Unsafe GE papaya seedlings distributed by Hong Kong Government

Greenpeace calls for strict GE food labelling now

Press release - 2006-03-13
Greenpeace food safety patrols today helped an organic farmer remove all genetically engineered (GE) papayas growing in his field and prevented further GE contamination by these plants. The seedlings of this GE papaya were distributed by the Hong Kong Government last year. Some of the unsafe fruits have already been sold in the market. Because of food safety reasons, this species was not approved anywhere of the world.

Greenpeace food safety patrol activists help an organic farmer to remove all GE papaya trees and other contaminated papayas from his organic farm.

Greenpeace food safety patrol activists help an organic farmer to remove all GE papaya trees and other contaminated papayas from his organic farm.

Greenpeace food safety patrol activists help an organic farmer to remove all GE papaya trees and other contaminated papayas from his organic farm.

Greenpeace food safety patrol activists help an organic farmer to remove all GE papaya trees and other contaminated papayas from his organic farm.

Greenpeace urged the Health, Welfare and Food Bureau of Hong Kong to implement the Biosafety Protocol now and stop these unsafe GMOs from threatening human health.

Knowing recently that the Hong Kong Government distributed GE papaya seedlings to local farmers, including organic farmers, Greenpeace food safety patrols immediately visited the related fields and collected fruit and leaf samples for laboratory testing.  Results showed that GE ingredients were found.  The origin, detailed DNA sequence and the characteristics of the engineered gene are still unknown.

This unknown GE papaya is not approved for commercialisation anywhere of the world and did not pass any long-term safety assessments.  There are potential health risks by human consumption.

Last year local farmers received the papaya seedlings from the Hong Kong Government and started planting in their farms.  Some papaya fruits were harvested and sold in the market.  In December 2005 and early 2006, some farmers received a letter from the Government notifying them that the papayas they were planting were "very probably GE".  Investigations by Greenpeace showed that there are at least 100 suspected GE papaya trees located in Kam Tin and Fanling, not counting those already removed.
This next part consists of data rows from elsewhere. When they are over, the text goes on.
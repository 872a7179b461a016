//! Pixel-level filter heuristics.
//!
//! Skin-smoothing filters leave two fingerprints that need no landmarks to
//! see: edge response collapses (blur) and neighboring pixels stop varying
//! (smoothness). Both are measured directly on the decoded RGBA buffer,
//! independently of the landmark pipeline. The passes run in a fixed
//! sequential order, so identical pixel input always produces bit-identical
//! output regardless of environment.

use serde::Serialize;
use thiserror::Error;

use crate::config::Tunables;

/// Raised by the [`PixelFrame`] constructor when the buffer length does not
/// match the declared dimensions.
#[derive(Error, Debug, Clone, PartialEq, Eq)]
#[error("pixel buffer of {actual} bytes does not match a {width}x{height} RGBA frame ({expected} bytes)")]
pub struct FrameSizeMismatch {
    pub width: u32,
    pub height: u32,
    pub expected: usize,
    pub actual: usize,
}

/// A decoded image as a flat, contiguous, row-major RGBA byte buffer.
///
/// Pixel `(x, y)` starts at byte `(y * width + x) * 4`. The flat layout keeps
/// the per-pixel loops to plain index arithmetic.
#[derive(Debug, Clone)]
pub struct PixelFrame {
    pub width: u32,
    pub height: u32,
    pub data: Vec<u8>,
}

impl PixelFrame {
    pub fn from_rgba(width: u32, height: u32, data: Vec<u8>) -> Result<Self, FrameSizeMismatch> {
        let expected = width as usize * height as usize * 4;
        if data.len() != expected {
            return Err(FrameSizeMismatch {
                width,
                height,
                expected,
                actual: data.len(),
            });
        }
        Ok(Self {
            width,
            height,
            data,
        })
    }

    /// Luminance of the pixel starting at `idx`: mean of R, G, B.
    #[inline]
    fn luminance(&self, idx: usize) -> f64 {
        (self.data[idx] as f64 + self.data[idx + 1] as f64 + self.data[idx + 2] as f64) / 3.0
    }
}

/// Blur and smoothness estimates for one frame, each in `[0,1]`.
#[derive(Debug, Clone, Copy, PartialEq, Serialize)]
pub struct FilterSignal {
    pub blur_level: f32,
    pub smoothness: f32,
    pub filter_score: f32,
}

impl FilterSignal {
    /// The signal used when pixel heuristics are not applicable, e.g. when
    /// the two photos show different people.
    pub fn zeroed() -> Self {
        Self {
            blur_level: 0.0,
            smoothness: 0.0,
            filter_score: 0.0,
        }
    }
}

/// Run both heuristics over a frame.
pub fn detect(frame: &PixelFrame, tunables: &Tunables) -> FilterSignal {
    let blur_level = blur_level(frame, tunables);
    let smoothness = smoothness(frame, tunables);
    FilterSignal {
        blur_level,
        smoothness,
        filter_score: (blur_level + smoothness) / 2.0,
    }
}

/// Blur via Laplacian response variance over luminance.
///
/// Every interior pixel (1-pixel border excluded) contributes
/// `|4·center − up − down − left − right|`; a sharp image spreads these
/// responses widely, a blurred one collapses them toward a common value.
/// Low variance therefore reads as high blur. A frame too small to have
/// interior pixels yields zero responses and reads as fully blurred.
fn blur_level(frame: &PixelFrame, tunables: &Tunables) -> f32 {
    let w = frame.width as usize;
    let h = frame.height as usize;

    let mut responses = Vec::new();
    if w >= 3 && h >= 3 {
        responses.reserve((w - 2) * (h - 2));
        for y in 1..h - 1 {
            for x in 1..w - 1 {
                let center = frame.luminance((y * w + x) * 4);
                let up = frame.luminance(((y - 1) * w + x) * 4);
                let down = frame.luminance(((y + 1) * w + x) * 4);
                let left = frame.luminance((y * w + x - 1) * 4);
                let right = frame.luminance((y * w + x + 1) * 4);

                responses.push((4.0 * center - up - down - left - right).abs());
            }
        }
    }

    let variance = if responses.is_empty() {
        0.0
    } else {
        let count = responses.len() as f64;
        let mean = responses.iter().sum::<f64>() / count;
        responses.iter().map(|r| (r - mean) * (r - mean)).sum::<f64>() / count
    };

    (1.0 - variance / tunables.blur_variance_scale).clamp(0.0, 1.0) as f32
}

/// Smoothness via mean absolute variation to the right and bottom neighbors.
///
/// For every pixel outside the last row/column, six per-channel differences
/// (R, G, B toward each neighbor) are averaged; the frame-wide mean of those
/// variations is scaled so natural skin texture reads near 0 and filtered
/// skin near 1.
fn smoothness(frame: &PixelFrame, tunables: &Tunables) -> f32 {
    let w = frame.width as usize;
    let h = frame.height as usize;

    let mut total = 0.0f64;
    let mut count = 0usize;

    if w >= 2 && h >= 2 {
        for y in 0..h - 1 {
            for x in 0..w - 1 {
                let idx = (y * w + x) * 4;
                let right = (y * w + x + 1) * 4;
                let bottom = ((y + 1) * w + x) * 4;

                let mut variation = 0.0f64;
                for c in 0..3 {
                    variation +=
                        (frame.data[idx + c] as f64 - frame.data[right + c] as f64).abs();
                    variation +=
                        (frame.data[idx + c] as f64 - frame.data[bottom + c] as f64).abs();
                }
                total += variation / 6.0;
                count += 1;
            }
        }
    }

    let avg_variation = if count == 0 { 0.0 } else { total / count as f64 };
    (1.0 - avg_variation / tunables.smoothness_variation_scale).clamp(0.0, 1.0) as f32
}

#[cfg(test)]
mod tests {
    use super::*;

    fn uniform_frame(width: u32, height: u32, rgb: [u8; 3]) -> PixelFrame {
        let mut data = Vec::with_capacity((width * height * 4) as usize);
        for _ in 0..width * height {
            data.extend_from_slice(&[rgb[0], rgb[1], rgb[2], 255]);
        }
        PixelFrame::from_rgba(width, height, data).unwrap()
    }

    fn checkerboard_frame(width: u32, height: u32) -> PixelFrame {
        let mut data = Vec::with_capacity((width * height * 4) as usize);
        for y in 0..height {
            for x in 0..width {
                let v = if (x + y) % 2 == 0 { 0u8 } else { 255u8 };
                data.extend_from_slice(&[v, v, v, 255]);
            }
        }
        PixelFrame::from_rgba(width, height, data).unwrap()
    }

    #[test]
    fn test_frame_rejects_wrong_buffer_length() {
        let err = PixelFrame::from_rgba(4, 4, vec![0u8; 10]).unwrap_err();
        assert_eq!(err.expected, 64);
        assert_eq!(err.actual, 10);
    }

    #[test]
    fn test_uniform_frame_reads_as_fully_blurred() {
        let frame = uniform_frame(16, 16, [120, 90, 200]);
        let signal = detect(&frame, &Tunables::default());

        // Zero Laplacian response everywhere: variance 0, blur exactly 1
        assert_eq!(signal.blur_level, 1.0);
        assert_eq!(signal.smoothness, 1.0);
        assert_eq!(signal.filter_score, 1.0);
    }

    #[test]
    fn test_checkerboard_has_zero_smoothness() {
        let frame = checkerboard_frame(16, 16);
        let signal = detect(&frame, &Tunables::default());

        // Every neighbor differs by 255 per channel, far past the scale
        assert_eq!(signal.smoothness, 0.0);
        // The Laplacian response is identical at every interior pixel, so the
        // checkerboard is "uniformly edgy": zero variance, maximal blur level
        assert_eq!(signal.blur_level, 1.0);
        assert_eq!(signal.filter_score, 0.5);
    }

    #[test]
    fn test_sharp_detail_lowers_blur_level() {
        // Black frame with a single bright pixel: a strong isolated edge
        let mut frame = uniform_frame(9, 9, [0, 0, 0]);
        let center = (4 * 9 + 4) * 4;
        frame.data[center] = 255;
        frame.data[center + 1] = 255;
        frame.data[center + 2] = 255;

        let signal = detect(&frame, &Tunables::default());
        assert!(signal.blur_level < 1.0);
        assert!(signal.smoothness < 1.0);
    }

    #[test]
    fn test_detection_is_deterministic() {
        let frame = checkerboard_frame(24, 17);
        let a = detect(&frame, &Tunables::default());
        let b = detect(&frame, &Tunables::default());
        assert_eq!(a, b);
    }

    #[test]
    fn test_tiny_frames_do_not_panic() {
        for (w, h) in [(0, 0), (1, 1), (2, 2), (1, 8), (8, 1)] {
            let frame = uniform_frame(w, h, [50, 50, 50]);
            let signal = detect(&frame, &Tunables::default());
            // No measurable interior: reads as flat
            assert_eq!(signal.blur_level, 1.0);
        }
    }

    #[test]
    fn test_zeroed_signal() {
        let signal = FilterSignal::zeroed();
        assert_eq!(signal.filter_score, 0.0);
    }
}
"The Health, Welfare and Food Bureau ignored the potential danger of GE to food safety and spread unsafe GE food to the farms and even the food chain.  The Secretary Dr. York Chow Yat-ngok puts Hong Kong citizens' health at risk!" said Fung Ka-keung, food and agriculture campaigner of Greenpeace China.

"The food safety system in Hong Kong would not be such a mess if the Government had implemented strict control and labelling system on GE food," added Fung.

Greenpeace demands that the Government investigates the situation, helps farmers destroy the unknown GE papayas and prevent further GE contamination.

In 1999, Greenpeace started campaigning for strict GE food regulations and mandatory labelling in Hong Kong.  The Health, Welfare and Food Bureau is however dragging its feet and rejected Hong Kong citizens' demands for a mandatory labelling system[1]. "The Government ignores the risks of GE and therefore fails to provide necessary guidelines and resources for the frontline officials and farmers to prevent GE contamination.  The Bureau should bear the biggest responsibility for this incident" stated Fung.

The victims caused by the Government's ignorance of GE food issue are not limited to consumers, but also the organic farmers who intend to produce healthy and unpolluted food.  "The appearance of GE crops is similar to traditional ones but the GE crops can bring unknown risks to the farms and the environment.  The Government should take precautionary procedures now to ensure that the organic farmers can get clean and non-GE seedlings."

The Biosafety Protocol is an international treaty that uses precautionary principle to tackle the potential risks caused by GE.  In 2003, the Hong Kong Government announced that the Government would extend the application of Biosafety Protocol to Hong Kong.  The Health, Welfare and Food Bureau's failure of preventing GE papaya from contaminating the environment and food chain shows a serious violation of the Protocol.

It was noted that the implementation of Biosafety Protocol and the legislation is currently handled by the Environment, Transport and Works Bureau, led by Dr. Sarah Liao. Dr. York Chow's Health, Welfare and Food Bureau, however, does not involve in the process at all.  The legislation proposal is also being criticized for being too loose and not covering food safety issues.

"Dr. Chow should stop the bureaucratic culture now and involve in the legislation process of Biosafety Protocol now.  We need mandatory GE food labelling now," said Fung.

Notes:

[1] Surveys conducted by the Hong Kong Institute of Asia-Pacific Studies of CUHK and commissioned by Greenpeace in 1999, 2002 and 2004 show that 90% of respondents demand for a GE food labelling system. In 2000 and 2003, the Legislative Council passed two motions by the majority vote to demand for a mandatory GE food labelling system. The Hong Kong Government rejected the demands.